Related: Function returning constexpr does not compile

I feel like constexpr is limited in usefulness in C++11 because of the inability to define two functions that would otherwise have the same signature, but have one be constexpr and the other not constexpr. In other words, it would be very helpful if I could have, for example, a constexpr std::string constructor that takes constexpr arguments only, and a non-constexpr std::string constructor for non-constexpr arguments. Another example would be a theoretically complicated function that could be made more efficient by using state. You can't easily do that with a constexpr function, so you are left with two choices: have a constexpr function that is very slow if you pass in non-constexpr arguments, or give up on constexpr entirely (or write two separate functions, but you may not know which version to call).

My question, therefore, is this:

Is it possible for a standard-compliant C++11 implementation to allow function overloading based on the arguments being constexpr, or would this require updating the standard? If it is not allowed, was it intentionally not allowed?


@NicolBolas: Say I have a function that maps an enum to a std::string. The most straight-forward way to do this, assuming my enum goes from 0 to n - 1, is to create an array of size n filled with the result.

I could create a static constexpr char const * [] and construct a std::string on return (paying the cost of creating a std::string object every time I call the function), or I can create a static std::string const [] and return the value I look up, paying the cost of all of the std::string constructors the first time I call the function. It seems like a better solution would be to create the std::string in memory at compile time (similar to what is done now with char const *), but the only way to do this would be to alert the constructor that it has constexpr arguments.

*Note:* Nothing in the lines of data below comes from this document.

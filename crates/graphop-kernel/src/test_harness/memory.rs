//! In-memory collaborators
//!
//! [`InMemoryStore`] enforces the referential integrity a relational store
//! would: deleting a referenced object, nulling a mandatory link or inserting
//! a dangling reference all fail.

use crate::store::{
    DetailsChange, FileRepository, LinkValue, NewObject, ObjectDetails, ObjectStore, StoreError, StoredObject,
};
use graphop_schema::{ClassId, LinkProperty, ModelRef, Schema};
use std::collections::{BTreeMap, BTreeSet, HashSet};
use std::sync::Arc;

/// Objects held in a map keyed by id
///
/// Ids are unique across all classes. Two stores are equal when they hold
/// the same objects.
#[derive(Debug, Clone)]
pub struct InMemoryStore {
    schema: Arc<Schema>,
    objects: BTreeMap<u64, StoredObject>,
    next_id: u64,
}

impl PartialEq for InMemoryStore {
    fn eq(&self, other: &Self) -> bool {
        self.objects == other.objects
    }
}

impl InMemoryStore {
    /// Empty store over `schema`
    #[must_use]
    pub fn new(schema: Arc<Schema>) -> Self {
        Self {
            schema,
            objects: BTreeMap::new(),
            next_id: 1,
        }
    }

    /// Schema in use
    #[must_use]
    pub fn schema(&self) -> &Schema {
        &self.schema
    }

    /// Add an object without any checks
    pub fn seed(&mut self, object: NewObject) -> ModelRef {
        let subject = ModelRef::new(object.class, self.next_id);
        self.next_id += 1;
        self.put(subject, object.details, object.simple, object.links);
        subject
    }

    /// Add an object under a caller-chosen id, without any checks
    pub fn put(
        &mut self,
        subject: ModelRef,
        details: ObjectDetails,
        simple: BTreeMap<String, serde_json::Value>,
        links: BTreeMap<String, LinkValue>,
    ) {
        self.next_id = self.next_id.max(subject.id + 1);
        self.objects.insert(
            subject.id,
            StoredObject {
                subject,
                details,
                simple,
                links,
            },
        );
    }

    /// Object by identity
    #[must_use]
    pub fn get(&self, subject: ModelRef) -> Option<&StoredObject> {
        self.objects.get(&subject.id).filter(|o| o.subject == subject)
    }

    /// Whether the object exists
    #[must_use]
    pub fn contains(&self, subject: ModelRef) -> bool {
        self.get(subject).is_some()
    }

    /// Number of objects
    #[must_use]
    pub fn len(&self) -> usize {
        self.objects.len()
    }

    /// Whether the store is empty
    #[must_use]
    pub fn is_empty(&self) -> bool {
        self.objects.is_empty()
    }

    /// Number of instances of `class` and its subclasses
    #[must_use]
    pub fn count(&self, class: ClassId) -> usize {
        self.instances(class).count()
    }

    /// Every object, by id
    pub fn objects(&self) -> impl Iterator<Item = &StoredObject> + '_ {
        self.objects.values()
    }

    fn instances(&self, class: ClassId) -> impl Iterator<Item = &StoredObject> + '_ {
        let schema = &self.schema;
        self.objects
            .values()
            .filter(move |o| schema.is_a(o.subject.class, class))
    }

    fn find(&self, class: ClassId, id: u64) -> Option<&StoredObject> {
        self.objects
            .get(&id)
            .filter(|o| self.schema.is_a(o.subject.class, class))
    }

    fn find_mut(&mut self, class: ClassId, id: u64) -> Result<&mut StoredObject, StoreError> {
        let schema = &self.schema;
        self.objects
            .get_mut(&id)
            .filter(|o| schema.is_a(o.subject.class, class))
            .ok_or(StoreError::NotFound(ModelRef::new(class, id)))
    }

    fn link(&self, class: ClassId, property: &str) -> Result<&LinkProperty, StoreError> {
        self.schema.link(class, property).ok_or_else(|| StoreError::UnknownProperty {
            class,
            property: property.to_string(),
        })
    }

    fn check_targets(&self, holder: ModelRef, property: &str, targets: &[ModelRef]) -> Result<(), StoreError> {
        match targets.iter().find(|t| !self.contains(**t)) {
            Some(missing) => Err(StoreError::ReferentialIntegrity {
                referer: holder,
                property: property.to_string(),
                target: *missing,
            }),
            None => Ok(()),
        }
    }
}

impl ObjectStore for InMemoryStore {
    fn forward_links(&self, class: ClassId, property: &str, ids: &[u64]) -> Result<Vec<(u64, ModelRef)>, StoreError> {
        let mut out = Vec::new();
        for id in ids {
            if let Some(value) = self.find(class, *id).and_then(|o| o.links.get(property)) {
                out.extend(value.targets().into_iter().map(|t| (*id, t)));
            }
        }
        Ok(out)
    }

    fn backward_links(
        &self,
        holder: ClassId,
        property: &str,
        targets: &[ModelRef],
    ) -> Result<Vec<(ModelRef, ModelRef)>, StoreError> {
        let wanted: HashSet<ModelRef> = targets.iter().copied().collect();
        let mut out = Vec::new();
        for object in self.instances(holder) {
            if let Some(value) = object.links.get(property) {
                for target in value.targets() {
                    if wanted.contains(&target) {
                        out.push((object.subject, target));
                    }
                }
            }
        }
        Ok(out)
    }

    fn read_simple(
        &self,
        class: ClassId,
        property: &str,
        ids: &[u64],
    ) -> Result<Vec<(u64, serde_json::Value)>, StoreError> {
        Ok(ids
            .iter()
            .filter_map(|id| {
                self.find(class, *id)
                    .and_then(|o| o.simple.get(property))
                    .map(|v| (*id, v.clone()))
            })
            .collect())
    }

    fn load(&self, class: ClassId, ids: &[u64]) -> Result<Vec<StoredObject>, StoreError> {
        ids.iter()
            .map(|id| {
                self.find(class, *id)
                    .cloned()
                    .ok_or(StoreError::NotFound(ModelRef::new(class, *id)))
            })
            .collect()
    }

    fn null_property(&mut self, class: ClassId, property: &str, ids: &[u64]) -> Result<usize, StoreError> {
        let link = self.link(class, property)?;
        if !link.nullable || link.is_to_many() {
            return Err(StoreError::NotNullable {
                class,
                property: property.to_string(),
            });
        }
        for id in ids {
            self.find_mut(class, *id)?
                .links
                .insert(property.to_string(), LinkValue::One(None));
        }
        Ok(ids.len())
    }

    fn filter_collection(
        &mut self,
        class: ClassId,
        property: &str,
        ids: &[u64],
        remove: &[ModelRef],
    ) -> Result<usize, StoreError> {
        self.link(class, property)?;
        let mut touched = 0;
        for id in ids {
            if let Some(LinkValue::Many(items)) = self.find_mut(class, *id)?.links.get_mut(property) {
                let before = items.len();
                items.retain(|t| !remove.contains(t));
                if items.len() != before {
                    touched += 1;
                }
            }
        }
        Ok(touched)
    }

    fn delete(&mut self, class: ClassId, ids: &[u64]) -> Result<usize, StoreError> {
        let doomed: BTreeSet<u64> = ids.iter().copied().collect();
        for id in &doomed {
            if self.find(class, *id).is_none() {
                return Err(StoreError::NotFound(ModelRef::new(class, *id)));
            }
        }
        for object in self.objects.values().filter(|o| !doomed.contains(&o.subject.id)) {
            for (property, value) in &object.links {
                if let Some(target) = value.targets().into_iter().find(|t| doomed.contains(&t.id)) {
                    return Err(StoreError::ReferentialIntegrity {
                        referer: object.subject,
                        property: property.clone(),
                        target,
                    });
                }
            }
        }
        for id in &doomed {
            self.objects.remove(id);
        }
        Ok(doomed.len())
    }

    fn update_details(&mut self, class: ClassId, ids: &[u64], change: DetailsChange) -> Result<usize, StoreError> {
        for id in ids {
            let details = &mut self.find_mut(class, *id)?.details;
            match change {
                DetailsChange::Owner(owner) => details.owner = owner,
                DetailsChange::Group(group) => details.group = group,
                DetailsChange::Permissions(bits) => details.permissions = bits,
            }
        }
        Ok(ids.len())
    }

    fn insert(&mut self, object: NewObject) -> Result<ModelRef, StoreError> {
        let subject = ModelRef::new(object.class, self.next_id);
        for (property, value) in &object.links {
            self.link(object.class, property)?;
            self.check_targets(subject, property, &value.targets())?;
        }
        for link in self.schema.linked_to(object.class) {
            let set = matches!(object.links.get(&link.name), Some(LinkValue::One(Some(_))));
            if !link.nullable && !link.is_to_many() && !set {
                return Err(StoreError::NotNullable {
                    class: object.class,
                    property: link.name.clone(),
                });
            }
        }
        Ok(self.seed(object))
    }

    fn set_link(&mut self, subject: ModelRef, property: &str, value: LinkValue) -> Result<(), StoreError> {
        let link = self.link(subject.class, property)?;
        if !link.nullable && value == LinkValue::One(None) {
            return Err(StoreError::NotNullable {
                class: subject.class,
                property: property.to_string(),
            });
        }
        self.check_targets(subject, property, &value.targets())?;
        self.find_mut(subject.class, subject.id)?
            .links
            .insert(property.to_string(), value);
        Ok(())
    }

    fn append_links(&mut self, subject: ModelRef, property: &str, items: &[ModelRef]) -> Result<(), StoreError> {
        if !self.link(subject.class, property)?.is_to_many() {
            return Err(StoreError::Backend(format!("{property} is not a collection")));
        }
        self.check_targets(subject, property, items)?;
        let value = self
            .find_mut(subject.class, subject.id)?
            .links
            .entry(property.to_string())
            .or_insert_with(|| LinkValue::Many(Vec::new()));
        if let LinkValue::Many(existing) = value {
            existing.extend_from_slice(items);
        }
        Ok(())
    }
}

/// Backing files keyed by the object they belong to
#[derive(Debug, Clone, Default, PartialEq, Eq)]
pub struct InMemoryFiles {
    present: BTreeSet<ModelRef>,
    removed: Vec<ModelRef>,
}

impl InMemoryFiles {
    /// No files
    #[must_use]
    pub fn new() -> Self {
        Self::default()
    }

    /// Register a file for `owner`
    pub fn add(&mut self, owner: ModelRef) {
        self.present.insert(owner);
    }

    /// Whether `owner` still has a file
    #[must_use]
    pub fn exists(&self, owner: ModelRef) -> bool {
        self.present.contains(&owner)
    }

    /// Files removed so far, in removal order
    #[must_use]
    pub fn removed(&self) -> &[ModelRef] {
        &self.removed
    }
}

impl FileRepository for InMemoryFiles {
    fn delete_files(&mut self, files: &[ModelRef]) -> Result<usize, StoreError> {
        let mut count = 0;
        for file in files {
            if self.present.remove(file) {
                self.removed.push(*file);
                count += 1;
            }
        }
        Ok(count)
    }
}
impl<'e> Request<'e> {
    pub(crate) fn new(env: Environment<'e>, actor: Actor, prepared: Prepared) -> Self {
        info!(
            kind = %prepared.kind,
            dry_run = prepared.dry_run,
            targets = prepared.targets.iter().map(|(_, ids)| ids.len()).sum::<usize>(),
            adjusters = ?prepared.chain.adjuster_names(),
            "request accepted"
        );
        Self {
            env,
            actor,
            kind: prepared.kind,
            mutation: prepared.mutation,
            targets: prepared.targets,
            dry_run: prepared.dry_run,
            chain: Some(prepared.chain),
            classifier: prepared.classifier,
            child_types: prepared.child_types,
            overrides: prepared.overrides,
            state: RequestState::Planning,
            steps: 0,
            plan: None,
            unlink: None,
            process: None,
            duplicator: None,
            executed: ExecutionSummary::default(),
            response: OperationResponse::new(prepared.kind, prepared.dry_run),
        }
    }

    /// Current state
    #[inline]
    #[must_use]
    pub fn state(&self) -> RequestState {
        self.state
    }

    /// Steps completed
    #[inline]
    #[must_use]
    pub fn steps(&self) -> usize {
        self.steps
    }

    /// Kind of the operation
    #[inline]
    #[must_use]
    pub fn kind(&self) -> OperationKind {
        self.kind
    }

    /// The plan, once computed
    #[must_use]
    pub fn plan(&self) -> Option<&Plan> {
        self.plan.as_ref()
    }

    /// The response, once done
    #[must_use]
    pub fn response(&self) -> Option<&OperationResponse> {
        (self.state == RequestState::Done).then_some(&self.response)
    }

    /// Counts of what the executors touched so far
    #[must_use]
    pub fn executed(&self) -> ExecutionSummary {
        self.executed
    }

    /// Stop between steps
    ///
    /// # Errors
    /// [`GraphError::IllegalState`] if the request already finished
    pub fn cancel(&mut self) -> Result<(), GraphError> {
        validate_transition(self.state, RequestState::Cancelled)?;
        info!(kind = %self.kind, after = self.steps, "request cancelled");
        self.state = RequestState::Cancelled;
        Ok(())
    }

    /// Run the next step
    ///
    /// # Errors
    /// The failing step's index, state and cause; the request is then
    /// `Failed`
    pub fn step(&mut self, ctx: &mut StepContext<'_>) -> Result<RequestState, RequestFailure> {
        let state = self.state;
        let next = match state {
            RequestState::Planning => RequestState::Validating,
            RequestState::Validating => RequestState::Processing,
            RequestState::Processing => RequestState::Unlinking,
            RequestState::Unlinking => RequestState::Executing,
            RequestState::Executing => RequestState::Done,
            RequestState::Done | RequestState::Failed | RequestState::Cancelled => {
                return Err(self.failure(state, GraphError::IllegalState(format!("request is already {state}"))));
            }
        };
        let outcome = match state {
            RequestState::Planning => self.plan_step(ctx),
            RequestState::Validating => self.validate_step(),
            RequestState::Processing => self.prepare_step(ctx),
            RequestState::Unlinking => self.unlink_step(ctx),
            _ => self.execute_step(ctx),
        }
        .and_then(|()| validate_transition(state, next));

        match outcome {
            Ok(()) => {
                self.steps += 1;
                self.state = next;
                debug!(kind = %self.kind, step = self.steps, state = %next, "step complete");
                if next == RequestState::Done {
                    self.finish();
                }
                Ok(next)
            }
            Err(error) => {
                warn!(kind = %self.kind, step = self.steps, %state, %error, "step failed");
                self.state = RequestState::Failed;
                Err(self.failure(state, error))
            }
        }
    }

    /// Step until done
    ///
    /// # Errors
    /// The first failing step
    pub fn run(&mut self, ctx: &mut StepContext<'_>) -> Result<OperationResponse, RequestFailure> {
        while self.state != RequestState::Done {
            self.step(ctx)?;
        }
        Ok(self.response.clone())
    }

    fn failure(&self, state: RequestState, error: GraphError) -> RequestFailure {
        RequestFailure {
            step: self.steps,
            state,
            error,
        }
    }

    fn current_plan(&self) -> Result<&Plan, GraphError> {
        self.plan
            .as_ref()
            .ok_or_else(|| GraphError::IllegalState("no plan computed".into()))
    }

    fn plan_step(&mut self, ctx: &mut StepContext<'_>) -> Result<(), GraphError> {
        let chain = self
            .chain
            .take()
            .ok_or_else(|| GraphError::IllegalState("policy chain already used".into()))?;
        let batch_size = self.env.config.batch_size;
        let mut targets = Vec::new();
        for (class, ids) in &self.targets {
            for chunk in ids.chunks(batch_size) {
                targets.extend(ctx.store.load(*class, chunk)?.into_iter().map(|o| o.subject));
            }
        }
        if let Some(classifier) = &self.classifier {
            if let Some(odd) = targets.iter().find(|t| classifier.classify(t.class) != Specificity::Duplicate) {
                return Err(GraphError::bad_input(format!(
                    "target {} of class {} is not duplicated",
                    odd,
                    self.env.schema.name(odd.class)
                )));
            }
        }

        let plan = Planner::new(self.env.schema, self.env.config, self.kind, &self.actor, self.env.voter, chain)
            .with_permission_overrides(self.overrides.clone())
            .plan(&*ctx.store, &targets)?;
        self.plan = Some(plan);
        Ok(())
    }

    fn delete_files(&self, ctx: &mut StepContext<'_>, plan: &Plan) -> Result<usize, GraphError> {
        let files = plan.deleted_of(self.env.schema, &self.env.config.file_classes);
        match ctx.files.as_deref_mut() {
            Some(repository) if !files.is_empty() => {
                let removed = repository.delete_files(&files)?;
                debug!(files = removed, "backing files removed");
                Ok(removed)
            }
            _ => Ok(0),
        }
    }

    fn validate_step(&self) -> Result<(), GraphError> {
        let plan = self.current_plan()?;
        if plan.has_violations() {
            Err(GraphError::PolicyViolation(plan.violations.clone()))
        } else {
            Ok(())
        }
    }

    fn prepare_step(&mut self, ctx: &mut StepContext<'_>) -> Result<(), GraphError> {
        let plan = self.current_plan()?;
        match self.kind {
            OperationKind::FindChildren => {}
            OperationKind::Duplicate => {
                let classifier = self
                    .classifier
                    .clone()
                    .ok_or_else(|| GraphError::IllegalState("duplicate request without classifier".into()))?;
                let mut duplicator = Duplicator::new(self.env.schema, classifier, self.actor, self.env.config.batch_size);
                duplicator.prepare(&*ctx.store, plan)?;
                self.duplicator = Some(duplicator);
            }
            _ => {
                let batch_size = self.env.config.batch_size;
                let unlink = BatchExecutor::unlink(plan, self.env.schema, batch_size);
                let processor = self.processor(&mut *ctx.store, plan);
                let process = BatchExecutor::process(plan, batch_size, &processor)?;
                debug!(unlink = unlink.batches().len(), process = process.batches().len(), "executors built");
                self.unlink = Some(unlink);
                self.process = Some(process);
            }
        }
        Ok(())
    }

    fn processor<'x>(&'x self, store: &'x mut dyn ObjectStore, plan: &'x Plan) -> StoreProcessor<'x> {
        StoreProcessor::new(store, self.env.schema, self.mutation, &self.actor, self.env.voter, &plan.unchecked)
    }

    fn run_executor(&self, store: &mut dyn ObjectStore, executor: &BatchExecutor) -> Result<ExecutionSummary, GraphError> {
        let plan = self.current_plan()?;
        let processor = self.processor(store, plan);
        if self.dry_run {
            executor.execute(&mut DryRunProcessor::new(processor))
        } else {
            let mut processor = processor;
            executor.execute(&mut processor)
        }
    }

    fn unlink_step(&mut self, ctx: &mut StepContext<'_>) -> Result<(), GraphError> {
        if let Some(unlink) = &self.unlink {
            let summary = self.run_executor(&mut *ctx.store, unlink)?;
            self.response.unlinked = summary.nulled + summary.filtered;
            self.executed = self.executed.merge(summary);
        }
        Ok(())
    }

    fn execute_step(&mut self, ctx: &mut StepContext<'_>) -> Result<(), GraphError> {
        // Files go only once the plan has been validated and prepared, right
        // before the records that own them
        if !self.dry_run {
            let plan = self.current_plan()?;
            let removed = self.delete_files(ctx, plan)?;
            self.response.files_deleted += removed;
        }
        if let Some(process) = &self.process {
            let summary = self.run_executor(&mut *ctx.store, process)?;
            self.executed = self.executed.merge(summary);
        }
        if let Some(duplicator) = self.duplicator.as_mut() {
            if !self.dry_run {
                let summary = duplicator.persist(&mut *ctx.store)?;
                for (original, copy) in summary.mapping {
                    self.response
                        .duplicates
                        .entry(self.env.schema.name(original.class).to_string())
                        .or_default()
                        .insert(original.id, copy.id);
                }
            }
        }
        Ok(())
    }

    fn finish(&mut self) {
        let schema = self.env.schema;
        self.response.steps = self.steps;
        if let Some(plan) = &self.plan {
            match self.kind {
                OperationKind::FindChildren => {
                    let targets: BTreeSet<ModelRef> = plan.targets.iter().copied().collect();
                    let found: ClassBatches = plan
                        .to_process
                        .refs()
                        .filter(|s| !targets.contains(s))
                        .filter(|s| self.child_types.iter().any(|c| schema.is_a(s.class, *c)))
                        .collect();
                    self.response.found = found.by_name(schema);
                }
                OperationKind::Duplicate => {
                    if self.dry_run {
                        self.response.processed = plan.to_process.by_name(schema);
                    }
                }
                _ => {
                    self.response.processed = plan.to_process.by_name(schema);
                    self.response.deleted = plan.to_delete.by_name(schema);
                }
            }
        }
        info!(
            kind = %self.kind,
            dry_run = self.dry_run,
            steps = self.steps,
            objects = self.response.object_count(),
            "request complete"
        );
    }
}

For a an example other than a std::string constructor, I think it's pretty straight-forward to find an example where, if you could ignore the requirements of constexpr (and thus create a non-constexpr function), you could create a more efficient function. Consider this thread: constexpr question, why do these two different programs run in such a different amount of time with g++?

If I call fib with a constexpr argument, I can't beat do better than the compiler optimizing away the function call entirely. But if I call fib with a non-constexpr argument, I may want to have it call my own version that implements things like memoization (which would require state) so I get run time similar to what would have been my compile time had I passed a constexpr argument.